WHAT TO DO
Beginning with the first line below, please repeat the material exactly, ending with the line that includes "numbered lyric lines".
Start of DATA EXTRACTS
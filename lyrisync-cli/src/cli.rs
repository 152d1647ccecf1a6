//! Command-line argument parsing.

use crate::error::CliError;
use std::path::PathBuf;

pub const USAGE: &str = "\
Usage: lyrisync <command> [args]

Commands:
  split   <lyrics.txt>                         Print the numbered lyric lines
  inspect <file.lrc>                           Print the parsed document as JSON
  shift   <file.lrc> <seconds>                 Apply a global delay and print the result
  nudge   <file.lrc> <forward|backward> [n]    Nudge every marker n times (default 1)
  at      <file.lrc> <time>...                 Print the active line at each playback time
  tap     <lyrics.txt> <time>...               Mark lines in order at the given times
";

#[derive(Debug, Clone, Copy, PartialEq, Eq)]
pub enum NudgeDirection {
    Forward,
    Backward,
}

#[derive(Debug, Clone, PartialEq)]
pub enum Command {
    Split { path: PathBuf },
    Inspect { path: PathBuf },
    Shift { path: PathBuf, seconds: f64 },
    Nudge {
        path: PathBuf,
        direction: NudgeDirection,
        count: u32,
    },
    At { path: PathBuf, times: Vec<f64> },
    Tap { path: PathBuf, times: Vec<f64> },
}

/// Parse arguments (without the program name) into a command
pub fn parse_args<I>(args: I) -> Result<Command, CliError>
where
    I: IntoIterator<Item = String>,
{
    let mut args = args.into_iter();
    let name = args
        .next()
        .ok_or_else(|| CliError::Usage("Missing command".to_string()))?;
    let path = args
        .next()
        .map(PathBuf::from)
        .ok_or_else(|| CliError::Usage(format!("Missing file for `{name}`")))?;
    let rest: Vec<String> = args.collect();

    let command = match name.as_str() {
        "split" => Command::Split { path },
        "inspect" => Command::Inspect { path },
        "shift" => {
            let [seconds] = rest.as_slice() else {
                return Err(CliError::Usage("`shift` takes exactly one offset".to_string()));
            };
            Command::Shift {
                path,
                seconds: parse_seconds("seconds", seconds)?,
            }
        }
        "nudge" => {
            let (direction, count) = match rest.as_slice() {
                [direction] => (direction, None),
                [direction, count] => (direction, Some(count)),
                _ => {
                    return Err(CliError::Usage(
                        "`nudge` takes a direction and an optional count".to_string(),
                    ))
                }
            };
            let direction = match direction.as_str() {
                "forward" => NudgeDirection::Forward,
                "backward" => NudgeDirection::Backward,
                other => {
                    return Err(CliError::Usage(format!("Unknown nudge direction `{other}`")))
                }
            };
            let count = match count {
                Some(count) => count.parse().map_err(|_| CliError::InvalidNumber {
                    arg: "count",
                    value: count.clone(),
                })?,
                None => 1,
            };
            Command::Nudge {
                path,
                direction,
                count,
            }
        }
        "at" | "tap" => {
            if rest.is_empty() {
                return Err(CliError::Usage(format!("`{name}` needs at least one time")));
            }
            let times = rest
                .iter()
                .map(|value| parse_seconds("time", value))
                .collect::<Result<Vec<_>, _>>()?;
            if name == "at" {
                Command::At { path, times }
            } else {
                Command::Tap { path, times }
            }
        }
        other => return Err(CliError::Usage(format!("Unknown command `{other}`"))),
    };

    Ok(command)
}

fn parse_seconds(arg: &'static str, value: &str) -> Result<f64, CliError> {
    value
        .parse::<f64>()
        .ok()
        .filter(|seconds| seconds.is_finite())
        .ok_or_else(|| CliError::InvalidNumber {
            arg,
            value: value.to_string(),
        })
}

#[cfg(test)]
mod tests {
    use super::*;

    fn parse(args: &[&str]) -> Result<Command, CliError> {
        parse_args(args.iter().map(|s| (*s).to_string()))
    }

    #[test]
    fn test_parse_shift() {
        let command = parse(&["shift", "song.lrc", "-1.5"]).unwrap();
        assert_eq!(
            command,
            Command::Shift {
                path: PathBuf::from("song.lrc"),
                seconds: -1.5
            }
        );
    }

    #[test]
    fn test_parse_nudge_default_count() {
        let command = parse(&["nudge", "song.lrc", "backward"]).unwrap();
        assert_eq!(
            command,
            Command::Nudge {
                path: PathBuf::from("song.lrc"),
                direction: NudgeDirection::Backward,
                count: 1
            }
        );
    }

    #[test]
    fn test_parse_nudge_count() {
        let command = parse(&["nudge", "song.lrc", "forward", "3"]).unwrap();
        assert!(matches!(command, Command::Nudge { count: 3, .. }));
    }

    #[test]
    fn test_parse_times() {
        let command = parse(&["at", "song.lrc", "0.5", "1", "2.75"]).unwrap();
        assert_eq!(
            command,
            Command::At {
                path: PathBuf::from("song.lrc"),
                times: vec![0.5, 1.0, 2.75]
            }
        );
    }

    #[test]
    fn test_parse_errors() {
        assert!(matches!(parse(&[]), Err(CliError::Usage(_))));
        assert!(matches!(parse(&["split"]), Err(CliError::Usage(_))));
        assert!(matches!(parse(&["bogus", "x"]), Err(CliError::Usage(_))));
        assert!(matches!(parse(&["tap", "a.txt"]), Err(CliError::Usage(_))));
        assert!(matches!(
            parse(&["nudge", "a.lrc", "sideways"]),
            Err(CliError::Usage(_))
        ));
        assert!(matches!(
            parse(&["shift", "a.lrc", "soon"]),
            Err(CliError::InvalidNumber { arg: "seconds", .. })
        ));
        assert!(matches!(
            parse(&["at", "a.lrc", "NaN"]),
            Err(CliError::InvalidNumber { arg: "time", .. })
        ));
    }
}
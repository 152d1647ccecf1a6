use std::path::PathBuf;
use thiserror::Error;

#[derive(Debug, Error)]
pub enum CoreError {
    // Configuration errors
    #[error("Config file not found at {path}. A template has been created with default settings.")]
    ConfigNotFound { path: PathBuf },

    #[error("Invalid config: {message}")]
    ConfigInvalid { message: String },

    #[error("Failed to parse config file: {0}")]
    ConfigParseError(#[from] toml::de::Error),

    // LRC import errors
    #[error("Failed to parse LRC: {reason}")]
    LrcParseError { reason: String },

    #[error("LRC document is not valid UTF-8: {0}")]
    LrcEncodingError(#[from] std::str::Utf8Error),

    // IO errors
    #[error("IO error: {0}")]
    IoError(#[from] std::io::Error),
}

pub type Result<T> = std::result::Result<T, CoreError>;
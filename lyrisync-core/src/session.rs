//! Editing session state: lyric text, markers and staged adjustments.

use crate::config::EditingConfig;
use crate::engine::{self, ImportedLyrics};
use crate::error::{CoreError, Result};
use crate::lrc::{LrcFile, LrcMetadata};
use crate::lyrics::{join_lyrics, split_lyrics};
use crate::markers::{MarkerId, MarkerStore, TimeMarker};
use tracing::{debug, info, warn};

/// Owns the lyric lines and markers of one editing session.
///
/// Every mutation runs to completion before returning, so derived values
/// (active line, LRC text) always observe reconciled state.
#[derive(Debug, Clone)]
pub struct LyricSession {
    raw_text: String,
    lines: Vec<String>,
    markers: MarkerStore,
    metadata: LrcMetadata,
    global_delay: f64,
    nudge_step: f64,
}

impl Default for LyricSession {
    fn default() -> Self {
        Self::new(&EditingConfig::default())
    }
}

impl LyricSession {
    /// Create an empty session
    #[must_use]
    pub fn new(config: &EditingConfig) -> Self {
        Self {
            raw_text: String::new(),
            lines: Vec::new(),
            markers: MarkerStore::new(),
            metadata: LrcMetadata::default(),
            global_delay: 0.0,
            nudge_step: config.nudge_step_secs,
        }
    }

    /// Replace the raw lyric text, re-split it and drop markers left without a line
    pub fn set_lyrics_text(&mut self, text: &str) {
        self.raw_text = text.to_string();
        self.lines = split_lyrics(text);
        self.markers.reconcile(self.lines.len());
        debug!(
            "Lyrics updated: {} line(s), {} marker(s)",
            self.lines.len(),
            self.markers.len()
        );
    }

    #[must_use]
    pub fn raw_text(&self) -> &str {
        &self.raw_text
    }

    #[must_use]
    pub fn lyrics(&self) -> &[String] {
        &self.lines
    }

    #[must_use]
    pub fn markers(&self) -> &MarkerStore {
        &self.markers
    }

    #[must_use]
    pub fn metadata(&self) -> &LrcMetadata {
        &self.metadata
    }

    /// Place a marker at `time` on the first line without one
    pub fn add_marker(&mut self, time: f64) -> Option<MarkerId> {
        let id = self
            .markers
            .add(time, self.lines.len())
            .map(|marker| marker.id.clone());

        if id.is_none() {
            debug!("No unmarked line left for a marker at {time:.2}s");
        }
        id
    }

    /// Move a marker; unknown ids are ignored
    pub fn update_marker(&mut self, id: &MarkerId, time: f64) -> bool {
        self.markers.update(id, time)
    }

    /// Remove a marker; unknown ids are ignored
    pub fn remove_marker(&mut self, id: &MarkerId) -> bool {
        self.markers.remove(id)
    }

    /// Stage a delay to be applied to every marker later
    pub fn set_global_delay(&mut self, delta: f64) {
        self.global_delay = delta;
    }

    #[must_use]
    pub const fn global_delay(&self) -> f64 {
        self.global_delay
    }

    /// Apply the staged delay to every marker and reset it to zero.
    ///
    /// Returns `false` when nothing was staged.
    pub fn apply_global_delay(&mut self) -> bool {
        if self.global_delay == 0.0 || !self.global_delay.is_finite() {
            self.global_delay = 0.0;
            return false;
        }

        info!("Applying global delay of {:+.2}s", self.global_delay);
        self.markers.apply_delay(self.global_delay);
        self.global_delay = 0.0;
        true
    }

    /// Shift every marker by `delta` seconds
    pub fn nudge(&mut self, delta: f64) {
        self.markers.nudge_all(delta);
    }

    /// Shift every marker later by one nudge step
    pub fn nudge_forward(&mut self) {
        self.nudge(self.nudge_step);
    }

    /// Shift every marker earlier by one nudge step
    pub fn nudge_backward(&mut self) {
        self.nudge(-self.nudge_step);
    }

    #[must_use]
    pub const fn nudge_step(&self) -> f64 {
        self.nudge_step
    }

    /// Lyric line active at `current_time`
    #[must_use]
    pub fn active_line(&self, current_time: f64) -> Option<usize> {
        engine::resolve_active_line(self.markers.as_slice(), current_time)
    }

    /// Markers in time order, each with the text of its line
    #[must_use]
    pub fn timeline(&self) -> Vec<(&TimeMarker, &str)> {
        self.markers
            .iter()
            .filter_map(|marker| {
                self.lines
                    .get(marker.lyric_index)
                    .map(|line| (marker, line.as_str()))
            })
            .collect()
    }

    /// Replace the session with the contents of an LRC document.
    ///
    /// # Errors
    ///
    /// Returns [`CoreError::LrcParseError`] if the document holds no timed
    /// lyric line. The session is left untouched on error.
    pub fn import_lrc(&mut self, content: &str) -> Result<()> {
        let file = LrcFile::parse(content);
        let ImportedLyrics { lines, markers } = engine::from_import(&file);
        if lines.is_empty() {
            let err = CoreError::LrcParseError {
                reason: "document contains no timed lyric lines".to_string(),
            };
            warn!("Error importing LRC file: {err}");
            return Err(err);
        }

        info!(
            "Imported {} lyric line(s) with {} marker(s)",
            lines.len(),
            markers.len()
        );

        self.raw_text = join_lyrics(&lines);
        self.lines = lines;
        self.markers = markers;
        self.metadata = file.metadata;
        self.global_delay = 0.0;
        Ok(())
    }

    /// Import an LRC document from raw bytes
    ///
    /// # Errors
    ///
    /// Returns [`CoreError::LrcEncodingError`] for non UTF-8 input, or any
    /// error of [`Self::import_lrc`]. The session is left untouched on error.
    pub fn import_lrc_bytes(&mut self, content: &[u8]) -> Result<()> {
        let text = std::str::from_utf8(content).map_err(|e| {
            warn!("Error importing LRC file: {e}");
            CoreError::from(e)
        })?;
        self.import_lrc(text)
    }

    /// Render the current lines and markers as LRC text
    #[must_use]
    pub fn export_lrc(&self) -> String {
        engine::to_export(&self.lines, self.markers.as_slice())
    }

    /// Render LRC text, optionally preceded by the imported ID tags
    #[must_use]
    pub fn export_document(&self, include_metadata: bool) -> String {
        let body = self.export_lrc();
        if include_metadata && !self.metadata.is_empty() {
            format!("{}{body}", self.metadata.to_header())
        } else {
            body
        }
    }
}
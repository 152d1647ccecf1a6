pub mod config;
pub mod engine;
pub mod error;
pub mod lrc;
pub mod lyrics;
pub mod markers;
pub mod paths;
pub mod session;
pub mod time;

pub use config::{EditingConfig, ExportConfig, LoggingConfig, LyrisyncConfig, CONFIG_TEMPLATE};
pub use engine::{
    from_import, line_status, resolve_active_line, to_export, visible_lines, ActiveLineChange,
    ActiveLineTracker, ImportedLyrics, LineStatus,
};
pub use error::{CoreError, Result};
pub use lrc::{format_timestamp, parse_timestamp, serialize, LrcFile, LrcLine, LrcMetadata};
pub use lyrics::{join_lyrics, split_lyrics};
pub use markers::{MarkerId, MarkerStore, TimeMarker};
pub use paths::{
    config_dir, config_path, log_file_path, CONFIG_DIR_NAME, CONFIG_FILE_NAME, LOG_FILE_NAME,
    LRC_EXTENSION,
};
pub use session::LyricSession;
pub use time::SecondsExt;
End of DATA EXTRACTS
COMPLETED EXERCISE
filename lyrisync-cli/src/cli.rs
repository 152d1647ccecf1a6
//! Command-line argument parsing.

use crate::error::CliError;
use std::path::PathBuf;

pub const USAGE: &str = "\
Usage: lyrisync <command> [args]

Commands:
  split   <lyrics.txt>                         Print the numbered lyric lines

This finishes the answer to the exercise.